Researchers found that the women who used the drug for the longest period - two years or more - reduced their breast cancer risk by almost 40 per cent. The effect was present only in women who were not obese.
Nearly 3,000 women diagnosed with breast cancer were interviewed and had their records compared with around 3,000 women who did not have breast cancer. The researchers recorded how many women had used the osteoporosis drugs - known as bisphosphonates - and for how long.
Dr Polly Newcomb of the Fred Hutchinson Cancer Research Center in Seattle, Washington, USA, led the study, which was funded by the US National Institutes of Health. Dr Newcomb said: "These medications inhibit the growth of many cell types, and this large study suggests that the development of breast tumours may also be affected."

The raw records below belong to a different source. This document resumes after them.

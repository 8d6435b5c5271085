//! A snapshot of the instance's data sets for external observation.
//!
//! This is deliberately not the IEEE 1588 management protocol (out of scope,
//! `spec.md` §1): it is a read-only copy of the four data sets plus the
//! servo's internal state, meant to be serialized by a consumer such as
//! `ptp-core-linux::observer` without that consumer needing to depend on, or
//! poll the internals of, `Port`/`PtpInstance` directly.

use crate::{
    datastructures::{
        common::{ClockIdentity, ClockQuality, PortIdentity},
        datasets::DelayMechanism,
    },
    port::PortState,
    time::TimeInternal,
    PtpInstance,
};

/// A point-in-time copy of everything an operator would want to inspect
/// about a running instance.
#[derive(Debug, Clone, Copy, PartialEq, Eq)]
pub struct Snapshot {
    pub clock_identity: ClockIdentity,
    pub clock_quality: ClockQuality,
    pub priority_1: u8,
    pub priority_2: u8,
    pub domain_number: u8,
    pub slave_only: bool,

    pub port_identity: PortIdentity,
    pub port_state: PortState,
    pub delay_mechanism: DelayMechanism,

    pub parent_port_identity: PortIdentity,
    pub grandmaster_identity: ClockIdentity,
    pub grandmaster_clock_quality: ClockQuality,

    pub steps_removed: u16,
    pub offset_from_master: TimeInternal,
    pub mean_path_delay: TimeInternal,

    /// The servo's accumulated frequency correction, in ppb
    /// (`spec.md` §4.6, GLOSSARY's "observed drift").
    pub observed_drift_ppb: i32,
}

impl Snapshot {
    pub fn capture(instance: &PtpInstance) -> Self {
        let default_ds = instance.default_ds();
        let parent_ds = instance.parent_ds();
        let current_ds = instance.current_ds();
        let port_ds = instance.port_ds();

        Self {
            clock_identity: default_ds.clock_identity,
            clock_quality: default_ds.clock_quality,
            priority_1: default_ds.priority_1,
            priority_2: default_ds.priority_2,
            domain_number: default_ds.domain_number,
            slave_only: default_ds.slave_only,

            port_identity: port_ds.port_identity,
            port_state: port_ds.port_state,
            delay_mechanism: port_ds.delay_mechanism,

            parent_port_identity: parent_ds.parent_port_identity,
            grandmaster_identity: parent_ds.grandmaster_identity,
            grandmaster_clock_quality: parent_ds.grandmaster_clock_quality,

            steps_removed: current_ds.steps_removed,
            offset_from_master: current_ds.offset_from_master,
            mean_path_delay: current_ds.mean_path_delay,

            observed_drift_ppb: instance.port().servo().observed_drift(),
        }
    }
}

#[cfg(test)]
mod tests {
    use super::*;
    use crate::config::{InstanceConfig, PortConfig};
    use crate::datastructures::common::ClockQuality;

    #[test]
    fn snapshot_reflects_a_freshly_created_instance() {
        let instance_config = InstanceConfig {
            clock_identity: ClockIdentity([1, 2, 3, 4, 5, 6, 7, 8]),
            clock_quality: ClockQuality {
                clock_class: 248,
                clock_accuracy: 0xFE,
                offset_scaled_log_variance: 0xFFFF,
            },
            priority_1: 128,
            priority_2: 128,
            domain_number: 0,
            slave_only: false,
        };
        let instance = PtpInstance::new(instance_config, PortConfig::default(), 3.0);
        let snapshot = Snapshot::capture(&instance);

        assert_eq!(snapshot.clock_identity, instance_config.clock_identity);
        assert_eq!(snapshot.port_state, PortState::Initializing);
        assert_eq!(snapshot.steps_removed, 0);
        assert_eq!(snapshot.observed_drift_ppb, 0);
    }
}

Earlier studies have shown a reduction in breast cancer recurrence in women receiving a bisphosphonate as part of their therapy. Research has yet to show exactly how they might reduce breast cancer risk.
Dr Lesley Walker, Cancer Research UK's cancer information director, said: "This is an interesting result but important questions remain about using this type of drug to help reduce breast cancer risk. It's important that researchers find out more about how these drugs act on cancer cells and whether the drug is only appropriate for certain women. All drugs have potential side effects and before any drug can be recommended to prevent or treat a disease thorough testing needs to be completed."
Professor Jack Cuzick, Cancer Research UK's epidemiologist who leads a breast cancer prevention trial named IBIS-2, said: "This is an interesting finding which has been previously suggested by breast cancer treatment trials where recurrence rates have been reduced with bisphosphonate use. These findings now need to be confirmed with direct randomised prevention trials in high risk women.
"We have begun this in our breast cancer prevention trial in post menopausal women. This focuses on using a drug that stops oestrogen being produced, with a small bone sub-study using a bisphosphonate. Larger studies will be needed to fully evaluate the role of a bisphosphonate in prevention."